All this information can be easily displayed in a histogram.
Seaborn is easy to use, but it is quite difficult to navigate. The library comes with many built-in features and extensive documentation. It can be hard to figure out which arguments to use if you don’t need all the possible trickery.
If you need to compare many variables to each other, such as average life expectancy along with happiness scores and economic levels, there is no need to build a 3D chart.
While there are 2D charts that allow you to visualize the relationship between sets of variables, not all of them are easy to use.
Unfortunately, Seaborn lacks its own 3D engine. Being only an add-on to Matplotlib, it relies on the graphical capabilities of the main library. Nevertheless, we can still apply the Seaborn style to a 3D diagram.

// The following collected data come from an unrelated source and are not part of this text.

//! User storage.
//!
//! The identity service depends on the [`UserStore`] trait only. The shipped
//! implementation keeps users in process memory; it is constructed once at
//! startup and shared behind an `Arc`.

use chrono::{DateTime, Utc};
use dashmap::{mapref::entry::Entry, DashMap};
use thiserror::Error;
use uuid::Uuid;

/// A stored user, including the credential hash.
#[derive(Clone)]
pub struct User {
    pub id: Uuid,
    pub name: String,
    /// Normalized (trimmed, lowercase).
    pub email: String,
    pub number: u64,
    pub password_hash: String,
    pub created_at: DateTime<Utc>,
}

impl std::fmt::Debug for User {
    fn fmt(&self, f: &mut std::fmt::Formatter<'_>) -> std::fmt::Result {
        f.debug_struct("User")
            .field("id", &self.id)
            .field("name", &self.name)
            .field("email", &self.email)
            .field("created_at", &self.created_at)
            .finish_non_exhaustive()
    }
}

#[derive(Debug, Clone, PartialEq, Eq, Error)]
pub enum StoreError {
    #[error("email already registered")]
    DuplicateEmail,
}

/// Persistence boundary for users.
pub trait UserStore: Send + Sync {
    /// Insert a new user. Fails if the email is taken.
    fn insert(&self, user: User) -> Result<User, StoreError>;

    /// Look up by normalized email.
    fn find_by_email(&self, email: &str) -> Option<User>;

    fn find_by_id(&self, id: Uuid) -> Option<User>;
}

/// Concurrent in-process user store.
#[derive(Debug, Default)]
pub struct InMemoryUserStore {
    users: DashMap<Uuid, User>,
    /// email → id
    emails: DashMap<String, Uuid>,
}

impl InMemoryUserStore {
    pub fn new() -> Self {
        Self::default()
    }

    pub fn len(&self) -> usize {
        self.users.len()
    }

    pub fn is_empty(&self) -> bool {
        self.users.is_empty()
    }
}

impl UserStore for InMemoryUserStore {
    fn insert(&self, user: User) -> Result<User, StoreError> {
        match self.emails.entry(user.email.clone()) {
            Entry::Occupied(_) => Err(StoreError::DuplicateEmail),
            Entry::Vacant(slot) => {
                self.users.insert(user.id, user.clone());
                slot.insert(user.id);
                Ok(user)
            }
        }
    }

    fn find_by_email(&self, email: &str) -> Option<User> {
        let id = *self.emails.get(email)?;
        self.find_by_id(id)
    }

    fn find_by_id(&self, id: Uuid) -> Option<User> {
        self.users.get(&id).map(|user| user.clone())
    }
}
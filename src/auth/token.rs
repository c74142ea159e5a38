//! Session token issuance and validation (HS256 JWT).

use chrono::Utc;
use jsonwebtoken::{decode, encode, errors::ErrorKind, DecodingKey, EncodingKey, Header, Validation};
use serde::{Deserialize, Serialize};
use thiserror::Error;
use uuid::Uuid;

/// Claims carried by a session token.
#[derive(Debug, Clone, PartialEq, Eq, Serialize, Deserialize)]
pub struct Claims {
    /// User ID.
    pub id: String,
    /// Issued at (Unix timestamp).
    pub iat: i64,
    /// Expiration time (Unix timestamp).
    pub exp: i64,
}

#[derive(Debug, Error)]
pub enum TokenError {
    #[error("token expired")]
    Expired,

    #[error("token invalid: {0}")]
    Invalid(String),

    #[error("failed to sign token: {0}")]
    Signing(String),
}

/// Signs and verifies session tokens with a shared secret.
#[derive(Clone)]
pub struct TokenService {
    encoding: EncodingKey,
    decoding: DecodingKey,
    expiry_secs: i64,
}

impl TokenService {
    pub fn new(secret: &str, expiry_secs: u64) -> Self {
        Self {
            encoding: EncodingKey::from_secret(secret.as_bytes()),
            decoding: DecodingKey::from_secret(secret.as_bytes()),
            expiry_secs: i64::try_from(expiry_secs).unwrap_or(i64::MAX),
        }
    }

    /// Issue a token for `user_id` valid for the configured lifetime.
    pub fn issue(&self, user_id: Uuid) -> Result<String, TokenError> {
        let now = Utc::now().timestamp();
        let claims = Claims {
            id: user_id.to_string(),
            iat: now,
            exp: now.saturating_add(self.expiry_secs),
        };
        self.sign(&claims)
    }

    /// Sign arbitrary claims.
    pub fn sign(&self, claims: &Claims) -> Result<String, TokenError> {
        encode(&Header::default(), claims, &self.encoding)
            .map_err(|e| TokenError::Signing(e.to_string()))
    }

    /// Verify signature and expiry, returning the claims.
    pub fn verify(&self, token: &str) -> Result<Claims, TokenError> {
        decode::<Claims>(token, &self.decoding, &Validation::default())
            .map(|data| data.claims)
            .map_err(|e| match e.kind() {
                ErrorKind::ExpiredSignature => TokenError::Expired,
                _ => TokenError::Invalid(e.to_string()),
            })
    }
}

impl std::fmt::Debug for TokenService {
    fn fmt(&self, f: &mut std::fmt::Formatter<'_>) -> std::fmt::Result {
        f.debug_struct("TokenService")
            .field("expiry_secs", &self.expiry_secs)
            .finish_non_exhaustive()
    }
}

#[cfg(test)]
mod tests {
    use super::*;

    const SECRET: &str = "test-secret-key-must-be-at-least-32-chars-long!";

    #[test]
    fn test_issue_and_verify() {
        let service = TokenService::new(SECRET, 3600);
        let user_id = Uuid::new_v4();

        let token = service.issue(user_id).unwrap();
        let claims = service.verify(&token).unwrap();

        assert_eq!(claims.id, user_id.to_string());
        assert_eq!(claims.exp - claims.iat, 3600);
    }

    #[test]
    fn test_expired_token() {
        let service = TokenService::new(SECRET, 3600);
        let now = Utc::now().timestamp();
        let token = service
            .sign(&Claims {
                id: Uuid::new_v4().to_string(),
                iat: now - 7200,
                exp: now - 3600,
            })
            .unwrap();

        assert!(matches!(service.verify(&token), Err(TokenError::Expired)));
    }

    #[test]
    fn test_wrong_secret_is_invalid() {
        let issuer = TokenService::new(SECRET, 3600);
        let other = TokenService::new("a-completely-different-secret-value", 3600);
        let token = issuer.issue(Uuid::new_v4()).unwrap();

        assert!(matches!(other.verify(&token), Err(TokenError::Invalid(_))));
    }

    #[test]
    fn test_garbage_is_invalid() {
        let service = TokenService::new(SECRET, 3600);
        assert!(matches!(service.verify("not.a.jwt"), Err(TokenError::Invalid(_))));
    }
}
use clap::{Parser, Subcommand};
use reqwest::header::{HeaderMap, HeaderValue, COOKIE};
use serde_json::{json, Value};

#[derive(Parser)]
#[command(name = "assessment-cli")]
#[command(about = "Client CLI for the Assessment Backend API", long_about = None)]
struct Cli {
    #[arg(short, long, default_value = "http://localhost:4000")]
    url: String,

    #[arg(short, long, default_value = "/api/v1")]
    prefix: String,

    /// Session token from `register` or `login`
    #[arg(short, long)]
    token: Option<String>,

    #[command(subcommand)]
    command: Commands,
}

#[derive(Subcommand)]
enum Commands {
    /// Check service liveness
    Health,
    /// Create an account and print the session token
    Register {
        #[arg(long)]
        name: String,
        #[arg(long)]
        email: String,
        #[arg(long)]
        password: String,
        #[arg(long)]
        number: u64,
    },
    /// Log in and print the session token
    Login {
        #[arg(long)]
        email: String,
        #[arg(long)]
        password: String,
    },
    /// Show the logged-in user (needs --token)
    Me,
    /// Page through public API entries
    GetAll {
        #[arg(long)]
        page: Option<u32>,
        #[arg(long)]
        limit: Option<u32>,
        #[arg(long)]
        category: Option<String>,
    },
    /// Ether balance of an address (needs --token)
    Balance { address: String },
}

#[tokio::main]
async fn main() -> Result<(), Box<dyn std::error::Error>> {
    let cli = Cli::parse();
    let client = reqwest::Client::new();
    let api = format!("{}{}", cli.url.trim_end_matches('/'), cli.prefix);

    let mut headers = HeaderMap::new();
    if let Some(token) = &cli.token {
        headers.insert(COOKIE, HeaderValue::from_str(&format!("token={}", token))?);
    }

    let res = match cli.command {
        Commands::Health => client.get(format!("{}/health", cli.url)).send().await?,
        Commands::Register {
            name,
            email,
            password,
            number,
        } => {
            client
                .post(format!("{}/register", api))
                .json(&json!({ "name": name, "email": email, "password": password, "number": number }))
                .send()
                .await?
        }
        Commands::Login { email, password } => {
            client
                .post(format!("{}/login", api))
                .json(&json!({ "email": email, "password": password }))
                .send()
                .await?
        }
        Commands::Me => client.get(format!("{}/me", api)).headers(headers).send().await?,
        Commands::GetAll {
            page,
            limit,
            category,
        } => {
            let mut query: Vec<(&str, String)> = Vec::new();
            if let Some(page) = page {
                query.push(("page", page.to_string()));
            }
            if let Some(limit) = limit {
                query.push(("limit", limit.to_string()));
            }
            if let Some(category) = category {
                query.push(("category", category));
            }
            client.get(format!("{}/get-all", api)).query(&query).send().await?
        }
        Commands::Balance { address } => {
            client
                .get(format!("{}/balance/{}", api, address))
                .headers(headers)
                .send()
                .await?
        }
    };

    print_response(res).await
}

async fn print_response(res: reqwest::Response) -> Result<(), Box<dyn std::error::Error>> {
    let status = res.status();
    let json: Value = res.json().await?;
    if !status.is_success() {
        eprintln!("Error: API returned status {}", status);
        eprintln!("{}", json["message"].as_str().unwrap_or("no message"));
        return Ok(());
    }

    println!("{}", serde_json::to_string_pretty(&json)?);
    Ok(())
}
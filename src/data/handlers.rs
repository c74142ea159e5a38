use axum::{extract::State, Json};
use serde::{Deserialize, Serialize};
use serde_json::Value;
use utoipa::{IntoParams, ToSchema};

use crate::data::pagination::{paginate, Page, PageRequest};
use crate::error::{ApiError, ErrorBody};
use crate::http::request::ApiQuery;
use crate::http::server::AppState;

/// Query string accepted by `/get-all`.
///
/// Kept as raw strings so coercion follows the pagination engine's rules
/// rather than the extractor's.
#[derive(Debug, Deserialize, IntoParams)]
#[into_params(parameter_in = Query)]
pub struct PageParams {
    /// The page number for pagination (default is 1).
    #[param(value_type = Option<i64>, minimum = 1)]
    pub page: Option<String>,
    /// The maximum number of items per page (default is 10).
    #[param(value_type = Option<i64>, minimum = 1)]
    pub limit: Option<String>,
    /// The category to filter the data by (case-insensitive).
    pub category: Option<String>,
}

impl From<PageParams> for PageRequest {
    fn from(params: PageParams) -> Self {
        Self {
            page: params.page,
            limit: params.limit,
            category: params.category,
        }
    }
}

/// Paginated and filtered entries.
#[derive(Debug, Serialize, ToSchema)]
#[serde(rename_all = "camelCase")]
pub struct PageResponse {
    pub success: bool,
    /// The number of items returned in the current page.
    pub count: usize,
    /// The total number of items matching the filter criteria.
    pub total: usize,
    /// The current page number.
    pub page: usize,
    /// The total number of pages based on the filter criteria.
    pub total_pages: usize,
    #[schema(value_type = Vec<Object>)]
    pub data: Vec<Value>,
}

impl From<Page<Value>> for PageResponse {
    fn from(page: Page<Value>) -> Self {
        Self {
            success: true,
            count: page.count,
            total: page.total,
            page: page.page,
            total_pages: page.total_pages,
            data: page.data,
        }
    }
}

/// Fetch all data from the public API, optionally paginated and filtered.
#[utoipa::path(
    get,
    path = "/get-all",
    tag = "Data",
    params(PageParams),
    responses(
        (status = 200, description = "Paginated and filtered data", body = PageResponse),
        (status = 400, description = "The provided page number or limit is invalid", body = ErrorBody),
        (status = 404, description = "No data found for the specified category", body = ErrorBody),
        (status = 500, description = "Failed to fetch data from the API", body = ErrorBody)
    )
)]
pub async fn fetch_all_data(
    State(state): State<AppState>,
    ApiQuery(params): ApiQuery<PageParams>,
) -> Result<Json<PageResponse>, ApiError> {
    let entries = state.entries.fetch_entries().await?;

    let request = PageRequest::from(params);
    let page = paginate(entries, &request)?;

    tracing::debug!(
        page = page.page,
        count = page.count,
        total = page.total,
        category = ?request.category,
        "Served entries page"
    );

    Ok(Json(page.into()))
}
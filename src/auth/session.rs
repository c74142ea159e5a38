//! Session cookie handling and the session guard middleware.

use axum::{
    extract::{Request, State},
    middleware::Next,
    response::Response,
};
use axum_extra::extract::cookie::{Cookie, CookieJar, SameSite};

use crate::auth::service::AuthError;
use crate::auth::types::UserProfile;
use crate::config::AuthConfig;
use crate::error::ApiError;
use crate::http::server::AppState;

/// Name of the cookie carrying the session token.
pub const SESSION_COOKIE: &str = "token";

const SECONDS_PER_DAY: i64 = 24 * 60 * 60;

/// The authenticated user, attached to request extensions by [`require_session`].
#[derive(Debug, Clone)]
pub struct CurrentUser(pub UserProfile);

/// HttpOnly cookie carrying `token`.
pub fn session_cookie(token: String, config: &AuthConfig) -> Cookie<'static> {
    Cookie::build((SESSION_COOKIE, token))
        .path("/")
        .http_only(true)
        .same_site(SameSite::Lax)
        .secure(config.secure_cookie)
        .max_age(time::Duration::seconds(
            config.cookie_expire_days.saturating_mul(SECONDS_PER_DAY),
        ))
        .build()
}

/// Cookie that makes the client drop its session.
pub fn removal_cookie() -> Cookie<'static> {
    let mut cookie = Cookie::build((SESSION_COOKIE, ""))
        .path("/")
        .http_only(true)
        .build();
    cookie.make_removal();
    cookie
}

/// Reject requests without a valid session cookie.
pub async fn require_session(
    State(state): State<AppState>,
    jar: CookieJar,
    mut request: Request,
    next: Next,
) -> Result<Response, ApiError> {
    let token = jar
        .get(SESSION_COOKIE)
        .map(|cookie| cookie.value())
        .filter(|value| !value.is_empty())
        .ok_or(AuthError::MissingSession)?;

    let user = state.identity.current_user(token)?;
    tracing::debug!(user_id = %user.id, "Session authenticated");

    request
        .extensions_mut()
        .insert(CurrentUser(UserProfile::from(&user)));
    Ok(next.run(request).await)
}
//! Liveness endpoint.

use axum::{extract::State, Json};
use serde::Serialize;
use utoipa::ToSchema;

use crate::http::server::AppState;

#[derive(Debug, Serialize, ToSchema)]
pub struct HealthResponse {
    pub status: &'static str,
    pub version: &'static str,
    /// `disabled`, `connected` or `unreachable`.
    pub blockchain: &'static str,
}

/// Service liveness and blockchain connectivity.
#[utoipa::path(
    get,
    path = "/health",
    tag = "Health",
    responses((status = 200, description = "Service is up", body = HealthResponse))
)]
pub async fn health(State(state): State<AppState>) -> Json<HealthResponse> {
    let blockchain = match &state.blockchain {
        None => "disabled",
        Some(client) => {
            if client.is_healthy().await {
                "connected"
            } else {
                "unreachable"
            }
        }
    };

    Json(HealthResponse {
        status: "ok",
        version: env!("CARGO_PKG_VERSION"),
        blockchain,
    })
}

With Seaborn, you can easily customize various elements of the diagrams you create. For example, it is possible to change the color and size of each point on the chart.
Seaborn automatically assigns different colors to different variables so that they can be easily visually distinguished. You can change the color of the charts by providing your own list of colors.
Violin Plot or Violin Charts are used to visualize the distribution of data by displaying the range of the data, the median, and the area of the data distribution.
Such charts, like mustache boxes, show summary statistics. Additionally, they include distribution density plots, which is what determines the shape/distribution of the data when visualized.
A point distribution plot can be overlaid on a violin diagram to see the placement of the points that make up that distribution. To do this, you simply create one drawing area and then create two diagrams sequentially in it.